[Work instructions] Beginning with the line where "event.kind = EventKind::KeyRelease;" appears, retype every remaining line of the data below, both the first and last included.

[Given entries]
==========
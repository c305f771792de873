//! Per-device decoding state machine: raw evdev frames in, at most one
//! semantic event per EV_SYN out.

use ::log::warn;

use crate::event::{EventKind, InputEvent, KeyState, Point};
use crate::evdev::keys::{Key, Led};
use crate::evdev::raw::{self, RawEvent};

pub const MAX_SLOTS: u32 = 32;

#[derive(Copy, Clone, Debug, PartialEq, Eq)]
enum KeyAction {
    None,
    Up,
    Down,
    Repeat,
}

#[derive(Copy, Clone, Debug, PartialEq, Eq)]
enum TouchAction {
    Press,
    Release,
}

// Contact state per the multi-touch protocol; commits only read `position`.
#[derive(Copy, Clone, Debug, Default)]
struct Slot {
    #[allow(dead_code)]
    active: bool,
    #[allow(dead_code)]
    id: i16,
    position: Point,
}

/// An LED frame the device layer should write back to the fd.
#[derive(Copy, Clone, Debug, PartialEq, Eq)]
pub struct LedWrite {
    pub led: Led,
    pub on: bool,
}

impl LedWrite {
    pub fn frame(&self) -> RawEvent {
        RawEvent::new(raw::EV_LED, self.led.into(), self.on as i32)
    }
}

/// Result of feeding one raw frame into the decoder.
#[derive(Default)]
pub struct Step {
    pub event: Option<InputEvent>,
    pub led: Option<LedWrite>,
}

impl Step {
    fn led(led: LedWrite) -> Step {
        Step { event: None, led: Some(led) }
    }
}

/// State pending between raw frames. An EV_SYN frame commits it: relative
/// motion wins over absolute motion, which wins over keys, which win over a
/// queued multi-touch transition. Motion outranks keys because one EV_SYN
/// may batch a movement with a modifier echo; touch goes last because touch
/// sequences are framed by the SLOT_ID transitions that queue them.
pub struct Decoder {
    position: Point,
    last_position: Point,
    rel_position: Point,
    key_code: u16,
    key_action: KeyAction,
    scan_code: u32,
    key_state: KeyState,
    slot: u32,
    slots: [Slot; MAX_SLOTS as usize],
    pending_touch: Option<TouchAction>,
}

impl Decoder {
    /// `key_state` seeds the lock bits from the device's current LED state.
    pub fn new(key_state: KeyState) -> Decoder {
        Decoder {
            position: Point::ZERO,
            last_position: Point::ZERO,
            rel_position: Point::ZERO,
            key_code: 0,
            key_action: KeyAction::None,
            scan_code: 0,
            key_state,
            slot: 0,
            slots: [Slot::default(); MAX_SLOTS as usize],
            pending_touch: None,
        }
    }

    pub fn key_state(&self) -> KeyState {
        self.key_state
    }

    pub fn feed(&mut self, frame: &RawEvent) -> Step {
        match frame.type_ {
            raw::EV_SYN => Step { event: self.commit(frame), led: None },
            raw::EV_KEY => match self.decode_key(frame) {
                Some(led) => Step::led(led),
                None => Step::default(),
            },
            raw::EV_REL => {
                self.decode_rel(frame);
                Step::default()
            }
            raw::EV_ABS => {
                self.decode_abs(frame);
                Step::default()
            }
            raw::EV_MSC => {
                self.decode_msc(frame);
                Step::default()
            }
            // We are the writer on the LED family, not a sink.
            raw::EV_LED => Step::default(),
            other => {
                warn!("ignoring event with unknown type 0x{:02x}", other);
                Step::default()
            }
        }
    }

    fn decode_key(&mut self, frame: &RawEvent) -> Option<LedWrite> {
        self.key_code = frame.code;
        self.key_action = match frame.value {
            0 => KeyAction::Up,
            1 => KeyAction::Down,
            2 => KeyAction::Repeat,
            value => {
                warn!("ignoring key action value {} for code {}", value, frame.code);
                KeyAction::None
            }
        };

        // The locks flip on key-down only, and the flip is mirrored to the
        // device LED.
        let lock = match Key::from_code(frame.code) {
            Key::KEY_CAPSLOCK => Some((KeyState::CAPS_LOCK, Led::LED_CAPSL)),
            Key::KEY_NUMLOCK => Some((KeyState::NUM_LOCK, Led::LED_NUML)),
            Key::KEY_SCROLLLOCK => Some((KeyState::SCROLL_LOCK, Led::LED_SCROLLL)),
            _ => None,
        };
        if let Some((bit, led)) = lock {
            if self.key_action == KeyAction::Down {
                self.key_state.toggle(bit);
                return Some(LedWrite { led, on: self.key_state.contains(bit) });
            }
            return None;
        }

        let modifier = match Key::from_code(frame.code) {
            Key::KEY_LEFTSHIFT => KeyState::LEFT_SHIFT,
            Key::KEY_RIGHTSHIFT => KeyState::RIGHT_SHIFT,
            Key::KEY_LEFTCTRL => KeyState::LEFT_CTRL,
            Key::KEY_RIGHTCTRL => KeyState::RIGHT_CTRL,
            Key::KEY_LEFTALT => KeyState::LEFT_ALT,
            Key::KEY_RIGHTALT => KeyState::RIGHT_ALT,
            Key::KEY_LEFTMETA => KeyState::LEFT_META,
            Key::KEY_RIGHTMETA => KeyState::RIGHT_META,
            _ => KeyState::empty(),
        };
        if !modifier.is_empty() {
            match self.key_action {
                KeyAction::Down | KeyAction::Repeat => self.key_state.insert(modifier),
                KeyAction::Up => self.key_state.remove(modifier),
                KeyAction::None => {}
            }
        }
        None
    }

    fn decode_rel(&mut self, frame: &RawEvent) {
        let delta = frame.value as f32;
        match frame.code {
            raw::CODE_X => {
                self.position.x += delta;
                self.rel_position.x += delta;
            }
            raw::CODE_Y => {
                self.position.y += delta;
                self.rel_position.y += delta;
            }
            code => warn!("ignoring relative axis code 0x{:02x}", code),
        }
    }

    fn decode_abs(&mut self, frame: &RawEvent) {
        match frame.code {
            raw::CODE_X => self.position.x = frame.value as f32,
            raw::CODE_Y => self.position.y = frame.value as f32,
            raw::CODE_SLOT => {
                if frame.value < 0 || frame.value >= MAX_SLOTS as i32 {
                    warn!("selecting out-of-range multi-touch slot {}", frame.value);
                }
                self.slot = frame.value as u32;
            }
            raw::CODE_SLOT_ID => {
                let Some(slot) = self.current_slot() else { return };
                if frame.value == -1 {
                    self.slots[slot].active = false;
                    self.pending_touch = Some(TouchAction::Release);
                } else {
                    self.slots[slot].active = true;
                    self.slots[slot].id = frame.value as i16;
                    self.pending_touch = Some(TouchAction::Press);
                }
            }
            raw::CODE_SLOT_X => {
                let Some(slot) = self.current_slot() else { return };
                self.slots[slot].position.x = frame.value as f32;
                self.slots[slot].active = true;
            }
            raw::CODE_SLOT_Y => {
                let Some(slot) = self.current_slot() else { return };
                self.slots[slot].position.y = frame.value as f32;
                self.slots[slot].active = true;
            }
            code => warn!("ignoring absolute axis code 0x{:02x}", code),
        }
    }

    /// The selected multi-touch slot, unless an out-of-range index was
    /// selected, in which case slot state must not be touched.
    fn current_slot(&self) -> Option<usize> {
        if self.slot < MAX_SLOTS {
            Some(self.slot as usize)
        } else {
            warn!("ignoring frame for out-of-range multi-touch slot {}", self.slot);
            None
        }
    }

    fn decode_msc(&mut self, frame: &RawEvent) {
        match frame.code {
            raw::CODE_SCANCODE => self.scan_code = frame.value as u32,
            code => warn!("ignoring misc code 0x{:02x} value {}", code, frame.value),
        }
    }

    /// Commit pending state; at most one semantic event per EV_SYN.
    fn commit(&mut self, frame: &RawEvent) -> Option<InputEvent> {
        let mut event = InputEvent {
            timestamp: frame.time(),
            key_state: self.key_state,
            ..InputEvent::default()
        };

        if self.rel_position != Point::ZERO {
            event.kind = EventKind::RelPosition;
            event.position = self.position;
            event.relative = self.rel_position;
            self.rel_position = Point::ZERO;
        } else if self.position != self.last_position {
            event.kind = EventKind::AbsPosition;
            event.position = self.position;
        } else if self.key_action == KeyAction::Up {
            event.kind = EventKind::KeyRelease;
            event.key_code = Key::from_code(self.key_code);
            event.scan_code = self.scan_code;
        } else if self.key_action == KeyAction::Down {
            event.kind = EventKind::KeyPress;
            event.key_code = Key::from_code(self.key_code);
            event.scan_code = self.scan_code;
        } else if self.key_action == KeyAction::Repeat {
            event.kind = EventKind::KeyRepeat;
            event.key_code = Key::from_code(self.key_code);
            event.scan_code = self.scan_code;
        } else if let Some(touch) = self.pending_touch.take() {
            event.kind = match touch {
                TouchAction::Press => EventKind::TouchPress,
                TouchAction::Release => EventKind::TouchRelease,
            };
            event.key_code = Key::BTN_TOUCH;
            event.slot = self.slot;
            event.position = self
                .slots
                .get(self.slot as usize)
                .map(|slot| slot.position)
                .unwrap_or_default();
        } else {
            self.key_action = KeyAction::None;
            self.last_position = self.position;
            return None;
        }

        self.key_action = KeyAction::None;
        self.last_position = self.position;
        Some(event)
    }
}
==========
[Answer to this exercise]
            event.kind = EventKind::KeyRelease;
            event.key_code = Key::from_code(self.key_code);
            event.scan_code = self.scan_code;
        } else if self.key_action == KeyAction::Down {
            event.kind = EventKind::KeyPress;
            event.key_code = Key::from_code(self.key_code);
            event.scan_code = self.scan_code;
        } else if self.key_action == KeyAction::Repeat {
            event.kind = EventKind::KeyRepeat;
            event.key_code = Key::from_code(self.key_code);
            event.scan_code = self.scan_code;
        } else if let Some(touch) = self.pending_touch.take() {
            event.kind = match touch {
                TouchAction::Press => EventKind::TouchPress,
                TouchAction::Release => EventKind::TouchRelease,
            };
            event.key_code = Key::BTN_TOUCH;
            event.slot = self.slot;
            event.position = self
                .slots
                .get(self.slot as usize)
                .map(|slot| slot.position)
                .unwrap_or_default();
        } else {
            self.key_action = KeyAction::None;
            self.last_position = self.position;
            return None;
        }

        self.key_action = KeyAction::None;
        self.last_position = self.position;
        Some(event)
    }
}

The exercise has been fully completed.